> _ACTIVITY_:
How many separate lines of the data contain "IdentityKey"? Give the count and nothing else.
[[ DATA LISTING, beginning ]]
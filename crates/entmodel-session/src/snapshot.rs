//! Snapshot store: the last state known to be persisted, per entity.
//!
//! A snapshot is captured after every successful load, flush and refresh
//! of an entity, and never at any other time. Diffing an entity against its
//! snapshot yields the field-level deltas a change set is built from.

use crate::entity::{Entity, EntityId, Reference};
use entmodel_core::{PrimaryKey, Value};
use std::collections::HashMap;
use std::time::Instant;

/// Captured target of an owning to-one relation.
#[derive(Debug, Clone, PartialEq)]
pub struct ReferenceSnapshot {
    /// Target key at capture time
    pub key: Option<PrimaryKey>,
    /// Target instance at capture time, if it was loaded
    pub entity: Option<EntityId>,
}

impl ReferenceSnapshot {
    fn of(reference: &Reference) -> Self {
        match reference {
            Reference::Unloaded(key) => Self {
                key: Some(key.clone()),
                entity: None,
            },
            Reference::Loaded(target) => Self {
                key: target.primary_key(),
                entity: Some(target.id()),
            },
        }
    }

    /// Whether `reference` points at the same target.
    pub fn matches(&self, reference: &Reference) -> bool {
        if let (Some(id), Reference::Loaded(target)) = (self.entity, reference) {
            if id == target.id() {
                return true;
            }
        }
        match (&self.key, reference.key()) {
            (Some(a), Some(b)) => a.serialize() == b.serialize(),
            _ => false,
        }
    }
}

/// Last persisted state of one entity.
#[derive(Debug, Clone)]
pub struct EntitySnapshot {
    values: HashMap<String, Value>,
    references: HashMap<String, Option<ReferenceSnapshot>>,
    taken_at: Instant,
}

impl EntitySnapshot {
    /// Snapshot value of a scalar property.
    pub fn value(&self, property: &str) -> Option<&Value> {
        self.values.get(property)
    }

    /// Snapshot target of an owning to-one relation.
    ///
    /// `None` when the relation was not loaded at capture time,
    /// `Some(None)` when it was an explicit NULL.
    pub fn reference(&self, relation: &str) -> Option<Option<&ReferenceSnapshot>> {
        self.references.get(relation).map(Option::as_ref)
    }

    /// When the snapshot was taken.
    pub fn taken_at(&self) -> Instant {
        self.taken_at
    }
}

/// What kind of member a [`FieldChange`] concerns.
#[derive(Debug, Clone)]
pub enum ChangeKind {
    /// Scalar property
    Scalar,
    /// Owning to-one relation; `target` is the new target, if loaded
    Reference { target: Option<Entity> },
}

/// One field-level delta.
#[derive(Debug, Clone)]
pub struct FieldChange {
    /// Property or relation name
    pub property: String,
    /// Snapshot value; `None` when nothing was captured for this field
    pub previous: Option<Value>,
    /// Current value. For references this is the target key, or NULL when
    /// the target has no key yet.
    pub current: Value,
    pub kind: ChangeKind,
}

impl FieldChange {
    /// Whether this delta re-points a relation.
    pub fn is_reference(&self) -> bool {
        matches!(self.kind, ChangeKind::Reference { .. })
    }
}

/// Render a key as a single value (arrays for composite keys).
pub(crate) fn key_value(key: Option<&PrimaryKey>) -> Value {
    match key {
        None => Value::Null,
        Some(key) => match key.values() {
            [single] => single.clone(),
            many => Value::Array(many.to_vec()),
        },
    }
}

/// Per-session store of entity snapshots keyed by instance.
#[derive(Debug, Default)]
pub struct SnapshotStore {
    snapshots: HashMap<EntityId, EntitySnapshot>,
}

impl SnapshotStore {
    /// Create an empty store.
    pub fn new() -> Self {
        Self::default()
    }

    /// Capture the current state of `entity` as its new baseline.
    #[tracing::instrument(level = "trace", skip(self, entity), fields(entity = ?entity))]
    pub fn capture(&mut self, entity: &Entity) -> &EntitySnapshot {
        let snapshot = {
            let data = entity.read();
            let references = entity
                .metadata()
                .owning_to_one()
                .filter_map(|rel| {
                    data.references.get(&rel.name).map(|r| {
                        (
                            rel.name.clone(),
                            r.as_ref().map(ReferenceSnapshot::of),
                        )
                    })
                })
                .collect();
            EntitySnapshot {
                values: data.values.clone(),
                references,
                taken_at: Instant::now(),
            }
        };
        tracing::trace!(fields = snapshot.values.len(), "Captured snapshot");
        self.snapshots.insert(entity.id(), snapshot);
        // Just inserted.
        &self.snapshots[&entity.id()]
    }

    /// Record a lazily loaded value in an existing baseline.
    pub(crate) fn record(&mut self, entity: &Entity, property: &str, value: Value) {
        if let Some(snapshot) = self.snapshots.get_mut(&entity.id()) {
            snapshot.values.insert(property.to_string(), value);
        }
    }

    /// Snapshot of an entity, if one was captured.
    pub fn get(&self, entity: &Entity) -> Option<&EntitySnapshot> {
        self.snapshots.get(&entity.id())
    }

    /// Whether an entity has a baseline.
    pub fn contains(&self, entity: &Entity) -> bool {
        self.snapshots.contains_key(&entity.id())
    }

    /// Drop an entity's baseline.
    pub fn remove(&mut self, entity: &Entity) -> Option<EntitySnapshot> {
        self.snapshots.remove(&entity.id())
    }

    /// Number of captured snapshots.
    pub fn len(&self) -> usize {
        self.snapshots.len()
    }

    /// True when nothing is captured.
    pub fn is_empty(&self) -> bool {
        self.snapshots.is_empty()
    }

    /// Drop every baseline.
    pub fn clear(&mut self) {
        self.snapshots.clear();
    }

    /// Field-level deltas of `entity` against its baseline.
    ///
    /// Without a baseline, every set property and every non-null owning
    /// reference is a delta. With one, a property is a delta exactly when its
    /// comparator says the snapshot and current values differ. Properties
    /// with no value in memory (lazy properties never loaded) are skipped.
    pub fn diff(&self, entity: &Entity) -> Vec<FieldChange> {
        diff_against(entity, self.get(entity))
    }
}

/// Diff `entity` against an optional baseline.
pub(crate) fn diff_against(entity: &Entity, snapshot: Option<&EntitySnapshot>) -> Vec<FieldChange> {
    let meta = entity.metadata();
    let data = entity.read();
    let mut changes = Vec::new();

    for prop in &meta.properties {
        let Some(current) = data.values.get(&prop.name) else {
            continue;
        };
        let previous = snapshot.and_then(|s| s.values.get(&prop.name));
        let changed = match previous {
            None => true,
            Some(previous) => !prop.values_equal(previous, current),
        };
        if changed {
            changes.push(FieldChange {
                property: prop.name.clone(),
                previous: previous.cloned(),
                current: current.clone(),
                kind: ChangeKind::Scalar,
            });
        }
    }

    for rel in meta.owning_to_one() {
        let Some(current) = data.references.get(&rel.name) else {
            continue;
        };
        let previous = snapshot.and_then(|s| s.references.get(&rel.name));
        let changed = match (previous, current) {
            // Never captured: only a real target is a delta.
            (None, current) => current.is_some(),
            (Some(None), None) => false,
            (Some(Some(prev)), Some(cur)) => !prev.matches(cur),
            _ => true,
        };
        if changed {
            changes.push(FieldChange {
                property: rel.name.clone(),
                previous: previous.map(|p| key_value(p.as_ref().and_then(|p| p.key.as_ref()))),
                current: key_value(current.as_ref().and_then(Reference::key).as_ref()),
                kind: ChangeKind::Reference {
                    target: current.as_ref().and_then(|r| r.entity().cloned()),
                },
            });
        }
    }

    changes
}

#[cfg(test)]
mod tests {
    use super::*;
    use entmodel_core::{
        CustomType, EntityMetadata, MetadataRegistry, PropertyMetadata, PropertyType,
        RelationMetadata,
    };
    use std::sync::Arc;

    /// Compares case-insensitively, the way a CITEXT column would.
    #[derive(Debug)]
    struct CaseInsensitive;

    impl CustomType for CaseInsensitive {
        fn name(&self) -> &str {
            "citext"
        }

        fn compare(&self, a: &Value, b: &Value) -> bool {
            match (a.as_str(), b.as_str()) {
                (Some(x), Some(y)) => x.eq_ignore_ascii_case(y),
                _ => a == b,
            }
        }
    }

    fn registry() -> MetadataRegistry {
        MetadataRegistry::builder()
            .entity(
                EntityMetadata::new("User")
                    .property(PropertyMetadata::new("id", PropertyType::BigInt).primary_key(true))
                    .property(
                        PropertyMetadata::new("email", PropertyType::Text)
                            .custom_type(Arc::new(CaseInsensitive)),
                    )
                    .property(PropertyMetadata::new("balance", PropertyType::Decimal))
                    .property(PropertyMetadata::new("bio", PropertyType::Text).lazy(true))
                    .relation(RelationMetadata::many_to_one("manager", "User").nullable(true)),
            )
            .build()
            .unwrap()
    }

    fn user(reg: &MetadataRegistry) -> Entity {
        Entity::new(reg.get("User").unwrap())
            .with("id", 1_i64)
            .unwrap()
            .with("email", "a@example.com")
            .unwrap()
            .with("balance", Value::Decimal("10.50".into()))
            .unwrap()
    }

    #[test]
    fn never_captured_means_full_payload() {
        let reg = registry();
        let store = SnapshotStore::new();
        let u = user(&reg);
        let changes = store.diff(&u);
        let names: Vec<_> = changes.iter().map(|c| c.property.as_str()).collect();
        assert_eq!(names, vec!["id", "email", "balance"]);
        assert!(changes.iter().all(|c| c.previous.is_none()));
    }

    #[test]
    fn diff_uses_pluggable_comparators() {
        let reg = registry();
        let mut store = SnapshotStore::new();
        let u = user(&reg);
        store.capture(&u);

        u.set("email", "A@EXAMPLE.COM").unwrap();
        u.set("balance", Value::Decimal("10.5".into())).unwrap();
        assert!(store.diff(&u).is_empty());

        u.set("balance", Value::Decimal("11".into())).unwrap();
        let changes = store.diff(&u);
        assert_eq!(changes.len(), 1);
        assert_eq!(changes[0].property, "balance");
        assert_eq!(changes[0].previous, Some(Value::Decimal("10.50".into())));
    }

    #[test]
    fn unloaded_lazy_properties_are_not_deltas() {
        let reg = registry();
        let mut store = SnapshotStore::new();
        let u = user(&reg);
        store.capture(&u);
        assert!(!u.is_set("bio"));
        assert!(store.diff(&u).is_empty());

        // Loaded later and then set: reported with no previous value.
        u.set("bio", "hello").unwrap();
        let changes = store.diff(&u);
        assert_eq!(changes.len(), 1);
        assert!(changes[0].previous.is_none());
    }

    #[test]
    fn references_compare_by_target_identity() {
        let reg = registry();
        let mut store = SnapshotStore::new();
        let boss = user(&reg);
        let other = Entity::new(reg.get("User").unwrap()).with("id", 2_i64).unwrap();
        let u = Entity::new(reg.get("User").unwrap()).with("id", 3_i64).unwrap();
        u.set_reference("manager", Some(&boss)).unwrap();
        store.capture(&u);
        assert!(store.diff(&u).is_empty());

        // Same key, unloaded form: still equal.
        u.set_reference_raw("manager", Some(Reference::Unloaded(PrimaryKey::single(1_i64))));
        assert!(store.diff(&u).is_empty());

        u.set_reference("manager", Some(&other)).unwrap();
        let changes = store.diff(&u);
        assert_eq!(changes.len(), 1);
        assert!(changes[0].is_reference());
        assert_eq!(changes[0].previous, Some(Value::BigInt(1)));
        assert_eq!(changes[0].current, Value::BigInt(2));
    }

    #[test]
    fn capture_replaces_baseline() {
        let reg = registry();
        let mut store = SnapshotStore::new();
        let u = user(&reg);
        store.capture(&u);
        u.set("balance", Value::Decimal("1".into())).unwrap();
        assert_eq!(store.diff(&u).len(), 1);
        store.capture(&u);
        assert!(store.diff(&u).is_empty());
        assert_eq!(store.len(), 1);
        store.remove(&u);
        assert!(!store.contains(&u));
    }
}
[[ DATA LISTING, end ]]
[[ DATA LISTING, beginning ]]
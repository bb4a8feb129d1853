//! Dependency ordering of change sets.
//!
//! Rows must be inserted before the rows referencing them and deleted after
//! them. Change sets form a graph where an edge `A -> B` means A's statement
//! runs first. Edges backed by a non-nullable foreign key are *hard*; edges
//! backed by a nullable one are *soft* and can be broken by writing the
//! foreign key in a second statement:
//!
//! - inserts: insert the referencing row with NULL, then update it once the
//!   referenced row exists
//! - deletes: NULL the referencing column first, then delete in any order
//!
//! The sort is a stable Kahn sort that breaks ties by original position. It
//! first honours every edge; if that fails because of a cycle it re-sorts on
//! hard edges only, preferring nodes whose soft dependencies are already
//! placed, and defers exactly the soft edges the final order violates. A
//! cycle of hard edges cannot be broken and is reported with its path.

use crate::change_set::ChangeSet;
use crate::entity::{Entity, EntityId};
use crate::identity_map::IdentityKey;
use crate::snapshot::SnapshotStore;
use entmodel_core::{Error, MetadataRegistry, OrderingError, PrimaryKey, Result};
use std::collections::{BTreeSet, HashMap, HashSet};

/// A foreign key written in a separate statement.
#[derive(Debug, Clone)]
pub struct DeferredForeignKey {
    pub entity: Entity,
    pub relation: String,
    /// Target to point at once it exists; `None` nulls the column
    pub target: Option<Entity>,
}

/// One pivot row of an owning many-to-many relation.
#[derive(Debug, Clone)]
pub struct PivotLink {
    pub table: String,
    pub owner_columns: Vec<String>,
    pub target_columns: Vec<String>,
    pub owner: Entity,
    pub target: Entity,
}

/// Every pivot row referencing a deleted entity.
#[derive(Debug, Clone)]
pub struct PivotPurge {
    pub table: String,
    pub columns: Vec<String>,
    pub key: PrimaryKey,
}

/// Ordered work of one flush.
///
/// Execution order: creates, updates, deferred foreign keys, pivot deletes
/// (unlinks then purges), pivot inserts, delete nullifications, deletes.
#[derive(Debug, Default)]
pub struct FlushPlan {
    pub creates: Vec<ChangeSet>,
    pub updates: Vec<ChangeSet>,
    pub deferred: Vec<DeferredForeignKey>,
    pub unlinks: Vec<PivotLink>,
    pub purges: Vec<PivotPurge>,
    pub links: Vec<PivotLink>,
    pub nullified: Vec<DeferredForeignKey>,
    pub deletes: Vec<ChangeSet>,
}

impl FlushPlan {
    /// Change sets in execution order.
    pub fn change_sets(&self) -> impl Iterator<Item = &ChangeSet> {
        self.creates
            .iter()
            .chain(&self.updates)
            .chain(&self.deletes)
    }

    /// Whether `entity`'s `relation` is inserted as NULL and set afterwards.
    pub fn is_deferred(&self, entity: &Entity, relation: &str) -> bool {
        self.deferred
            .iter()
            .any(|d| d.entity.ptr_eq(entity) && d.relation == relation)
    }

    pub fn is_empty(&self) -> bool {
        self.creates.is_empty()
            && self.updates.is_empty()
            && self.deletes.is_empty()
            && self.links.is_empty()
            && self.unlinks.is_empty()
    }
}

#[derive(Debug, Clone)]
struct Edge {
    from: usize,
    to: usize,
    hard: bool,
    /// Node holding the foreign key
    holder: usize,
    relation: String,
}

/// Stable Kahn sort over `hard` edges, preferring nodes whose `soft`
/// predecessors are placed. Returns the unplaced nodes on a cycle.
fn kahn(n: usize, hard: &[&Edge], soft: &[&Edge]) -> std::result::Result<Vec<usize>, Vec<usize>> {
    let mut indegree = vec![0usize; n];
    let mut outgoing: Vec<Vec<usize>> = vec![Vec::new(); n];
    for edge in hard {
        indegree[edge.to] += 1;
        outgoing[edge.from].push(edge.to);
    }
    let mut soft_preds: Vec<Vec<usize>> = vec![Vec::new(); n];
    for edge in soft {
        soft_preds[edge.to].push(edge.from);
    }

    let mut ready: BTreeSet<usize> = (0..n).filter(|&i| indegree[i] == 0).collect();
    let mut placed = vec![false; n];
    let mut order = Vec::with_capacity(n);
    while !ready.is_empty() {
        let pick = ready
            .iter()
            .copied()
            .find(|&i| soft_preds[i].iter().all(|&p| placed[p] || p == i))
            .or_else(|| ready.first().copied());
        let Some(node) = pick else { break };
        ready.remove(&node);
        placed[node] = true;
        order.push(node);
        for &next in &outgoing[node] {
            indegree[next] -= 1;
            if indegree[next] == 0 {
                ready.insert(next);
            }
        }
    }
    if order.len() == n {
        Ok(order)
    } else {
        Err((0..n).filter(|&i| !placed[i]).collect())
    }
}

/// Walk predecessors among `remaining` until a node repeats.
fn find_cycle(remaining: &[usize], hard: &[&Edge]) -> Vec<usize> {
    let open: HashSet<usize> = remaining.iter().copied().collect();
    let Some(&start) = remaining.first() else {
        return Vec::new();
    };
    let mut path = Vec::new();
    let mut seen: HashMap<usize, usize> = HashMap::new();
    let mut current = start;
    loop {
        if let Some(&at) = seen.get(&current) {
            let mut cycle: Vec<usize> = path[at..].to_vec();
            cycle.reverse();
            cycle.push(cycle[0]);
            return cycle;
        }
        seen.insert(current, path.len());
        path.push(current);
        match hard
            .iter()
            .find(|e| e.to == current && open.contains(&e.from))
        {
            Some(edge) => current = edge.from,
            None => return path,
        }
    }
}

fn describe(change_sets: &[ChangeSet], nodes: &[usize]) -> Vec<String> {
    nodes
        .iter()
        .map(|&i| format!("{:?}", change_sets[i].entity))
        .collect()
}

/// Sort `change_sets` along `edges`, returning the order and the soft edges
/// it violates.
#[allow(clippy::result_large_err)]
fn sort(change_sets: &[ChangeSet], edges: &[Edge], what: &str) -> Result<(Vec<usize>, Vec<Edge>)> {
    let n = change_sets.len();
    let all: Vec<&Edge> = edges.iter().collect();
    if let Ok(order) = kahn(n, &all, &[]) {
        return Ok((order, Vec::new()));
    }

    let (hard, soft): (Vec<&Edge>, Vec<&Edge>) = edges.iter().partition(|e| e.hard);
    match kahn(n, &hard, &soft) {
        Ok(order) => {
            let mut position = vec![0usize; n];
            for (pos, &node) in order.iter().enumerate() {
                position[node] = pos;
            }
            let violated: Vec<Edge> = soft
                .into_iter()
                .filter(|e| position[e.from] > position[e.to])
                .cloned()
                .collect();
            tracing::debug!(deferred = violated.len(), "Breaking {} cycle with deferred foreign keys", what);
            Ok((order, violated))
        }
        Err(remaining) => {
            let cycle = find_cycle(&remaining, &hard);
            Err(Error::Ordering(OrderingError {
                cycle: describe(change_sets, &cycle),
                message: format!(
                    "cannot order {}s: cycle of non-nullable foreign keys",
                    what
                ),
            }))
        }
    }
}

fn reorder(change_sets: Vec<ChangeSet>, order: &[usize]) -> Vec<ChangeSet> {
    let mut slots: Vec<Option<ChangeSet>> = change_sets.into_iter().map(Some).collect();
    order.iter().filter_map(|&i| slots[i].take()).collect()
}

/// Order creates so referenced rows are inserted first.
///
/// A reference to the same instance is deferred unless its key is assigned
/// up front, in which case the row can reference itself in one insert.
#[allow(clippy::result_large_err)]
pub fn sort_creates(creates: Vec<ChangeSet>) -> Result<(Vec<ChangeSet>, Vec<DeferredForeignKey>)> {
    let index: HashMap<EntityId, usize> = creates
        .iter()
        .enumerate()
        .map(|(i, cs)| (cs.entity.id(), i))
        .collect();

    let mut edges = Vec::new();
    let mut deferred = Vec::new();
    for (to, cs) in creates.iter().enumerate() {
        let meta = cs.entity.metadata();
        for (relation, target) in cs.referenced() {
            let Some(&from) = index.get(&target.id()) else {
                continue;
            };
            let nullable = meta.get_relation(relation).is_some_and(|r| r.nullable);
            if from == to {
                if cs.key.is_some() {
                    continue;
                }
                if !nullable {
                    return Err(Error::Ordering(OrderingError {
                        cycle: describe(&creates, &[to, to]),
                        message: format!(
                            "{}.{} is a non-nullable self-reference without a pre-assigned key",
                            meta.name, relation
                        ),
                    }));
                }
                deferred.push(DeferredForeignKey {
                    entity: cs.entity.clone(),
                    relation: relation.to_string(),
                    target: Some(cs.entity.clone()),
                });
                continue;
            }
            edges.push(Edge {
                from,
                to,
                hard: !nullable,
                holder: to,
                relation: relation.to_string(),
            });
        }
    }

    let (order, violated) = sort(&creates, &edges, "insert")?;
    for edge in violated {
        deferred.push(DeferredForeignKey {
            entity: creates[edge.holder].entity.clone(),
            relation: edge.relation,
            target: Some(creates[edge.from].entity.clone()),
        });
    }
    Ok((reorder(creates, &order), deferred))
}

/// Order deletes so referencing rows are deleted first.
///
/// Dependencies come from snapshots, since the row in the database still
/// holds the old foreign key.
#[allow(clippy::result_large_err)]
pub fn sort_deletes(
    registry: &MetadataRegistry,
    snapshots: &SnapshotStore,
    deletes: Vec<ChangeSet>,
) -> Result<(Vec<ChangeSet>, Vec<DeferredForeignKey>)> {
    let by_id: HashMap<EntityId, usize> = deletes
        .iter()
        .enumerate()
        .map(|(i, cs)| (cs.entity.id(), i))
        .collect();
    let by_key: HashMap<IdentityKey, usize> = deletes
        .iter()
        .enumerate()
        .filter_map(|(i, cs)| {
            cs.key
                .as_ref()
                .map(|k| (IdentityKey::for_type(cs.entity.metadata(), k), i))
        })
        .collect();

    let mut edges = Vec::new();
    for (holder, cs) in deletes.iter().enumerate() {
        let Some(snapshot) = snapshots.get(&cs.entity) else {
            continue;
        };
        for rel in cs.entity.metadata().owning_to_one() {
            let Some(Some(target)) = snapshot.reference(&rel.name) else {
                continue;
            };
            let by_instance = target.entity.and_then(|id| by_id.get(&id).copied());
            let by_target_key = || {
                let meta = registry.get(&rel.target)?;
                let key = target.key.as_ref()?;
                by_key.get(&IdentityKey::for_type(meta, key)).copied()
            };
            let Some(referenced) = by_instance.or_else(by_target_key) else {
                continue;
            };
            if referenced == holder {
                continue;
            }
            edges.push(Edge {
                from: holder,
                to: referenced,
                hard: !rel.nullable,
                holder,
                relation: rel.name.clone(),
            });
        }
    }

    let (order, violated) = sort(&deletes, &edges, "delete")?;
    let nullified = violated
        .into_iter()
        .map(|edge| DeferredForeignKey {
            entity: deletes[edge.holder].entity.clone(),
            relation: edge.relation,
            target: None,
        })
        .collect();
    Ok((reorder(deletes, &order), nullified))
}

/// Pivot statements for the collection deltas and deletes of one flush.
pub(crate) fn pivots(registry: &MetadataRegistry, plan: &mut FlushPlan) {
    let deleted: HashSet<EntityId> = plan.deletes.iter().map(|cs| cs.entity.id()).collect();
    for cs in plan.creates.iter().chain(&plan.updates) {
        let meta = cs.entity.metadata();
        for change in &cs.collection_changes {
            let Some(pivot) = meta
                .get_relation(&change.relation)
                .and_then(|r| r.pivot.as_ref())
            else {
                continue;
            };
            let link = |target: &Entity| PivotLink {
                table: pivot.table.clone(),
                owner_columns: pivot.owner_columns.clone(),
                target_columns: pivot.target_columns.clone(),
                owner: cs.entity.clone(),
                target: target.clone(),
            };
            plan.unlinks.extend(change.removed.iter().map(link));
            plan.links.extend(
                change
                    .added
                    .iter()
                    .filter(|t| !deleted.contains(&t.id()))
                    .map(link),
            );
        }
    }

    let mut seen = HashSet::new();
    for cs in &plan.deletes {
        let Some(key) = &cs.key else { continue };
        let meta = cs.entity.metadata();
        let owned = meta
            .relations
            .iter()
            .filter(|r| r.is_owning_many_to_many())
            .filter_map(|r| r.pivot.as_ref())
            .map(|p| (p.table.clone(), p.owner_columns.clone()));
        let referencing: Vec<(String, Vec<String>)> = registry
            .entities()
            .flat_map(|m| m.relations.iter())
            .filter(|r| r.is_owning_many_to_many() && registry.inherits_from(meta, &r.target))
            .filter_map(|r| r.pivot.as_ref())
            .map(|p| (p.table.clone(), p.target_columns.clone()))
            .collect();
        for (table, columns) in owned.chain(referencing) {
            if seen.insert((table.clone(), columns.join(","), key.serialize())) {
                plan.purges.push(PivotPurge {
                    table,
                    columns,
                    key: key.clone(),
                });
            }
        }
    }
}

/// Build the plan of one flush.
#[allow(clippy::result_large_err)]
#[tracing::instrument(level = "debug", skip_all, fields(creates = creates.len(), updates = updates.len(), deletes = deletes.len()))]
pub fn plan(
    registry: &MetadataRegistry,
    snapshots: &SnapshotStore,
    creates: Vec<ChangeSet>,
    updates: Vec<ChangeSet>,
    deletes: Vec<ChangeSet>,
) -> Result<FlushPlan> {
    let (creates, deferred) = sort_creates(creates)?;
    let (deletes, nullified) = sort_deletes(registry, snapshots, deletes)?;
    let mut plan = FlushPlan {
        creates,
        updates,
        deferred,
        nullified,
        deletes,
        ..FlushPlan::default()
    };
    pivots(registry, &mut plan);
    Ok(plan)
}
[[ DATA LISTING, end ]]
> _TASK RESPONSE_:
4